Hirondelle : Peut-on dire que le TPIR a rempli son mandat ?
Gordon : Je pense que les résultats du TPIR parlent d'eux-mêmes. Le TPIR a inculpé 93 personnes, dont des officiers militaires de haut niveau, des membres du gouvernement, des politiciens, des hommes d'affaires ainsi que des responsables d'églises, de milices et de médias. Etant donné que son mandat était de poursuivre les personnes portant la plus lourde responsabilité du génocide de 1994, je pense qu'il a fait un travail admirable en dépit des défis auxquels il a souvent été confronté. En plus de ça, il a créé (au Rwanda) un Centre d'information et de documentation (avec 10 branches provinciales) ainsi qu'un Service à la collectivité qui organise des expositions pour la sensibilisation, des ateliers et des formations sur la justice. Je pense qu'il a compris, au fil des années, qu'il devait jouer un important rôle dans la préservation de la mémoire de ce qui s'est passé en 1994 et donner l'enseignement selon lequel des crimes de ce genre ne devraient plus être perpétrés.

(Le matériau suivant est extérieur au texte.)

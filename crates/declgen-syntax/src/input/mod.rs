//! Input readers - parse declaration source into the tree.

#[cfg(feature = "read-typescript")]
pub mod typescript;

#[cfg(feature = "read-typescript")]
pub use typescript::read_typescript;

/// Error that can occur when reading declaration source into the tree.
#[derive(Debug, thiserror::Error)]
pub enum ReadError {
    #[error("parser initialization failed: {0}")]
    Init(String),

    #[error("syntax error at {line}:{column}")]
    Syntax { line: usize, column: usize },

    #[error("expected {expected}, got {got}")]
    UnexpectedNode { expected: String, got: String },
}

Hirondelle : Pourriez-vous être plus spécifique ?
Gordon : D'abord, il a commencé son oeuvre de justice alors que le Rwanda n'avait absolument pas de capacité d'enquêtes ou de justice, au lendemain du génocide. Deuxièmement, il a produit une jurisprudence cruciale dans le domaine du droit pénal international. On peut citer, entre autres, le fait qu'il a été le premier tribunal international à préciser les éléments du crime de génocide ; le premier tribunal international à définir le viol en DPI (Droit pénal international) et à le reconnaître comme une façon de commettre le génocide. Il a formulé des éléments pour le crime d'incitation directe et publique à commettre le génocide et a conclu qu'un discours de la haine qui n'appelle pas directement à la violence peut donner lieu à des poursuites pour persécution en tant que crime contre l'humanité. Troisièmement, il a aidé à l'établissement et au renforcement des capacités locales (au Rwanda). Quatrièmement, il a contribué à des améliorations du code pénal et du système judiciaire rwandais (notamment à l'abolition de la peine capitale, à de meilleures garanties des procédures et une plus grande indépendance des juges) et a transféré ou aidé à transférer des affaires au Rwanda. Cinquièmement, il participe à la conservation de la mémoire, à la conscientisation et crée d'importants précédents.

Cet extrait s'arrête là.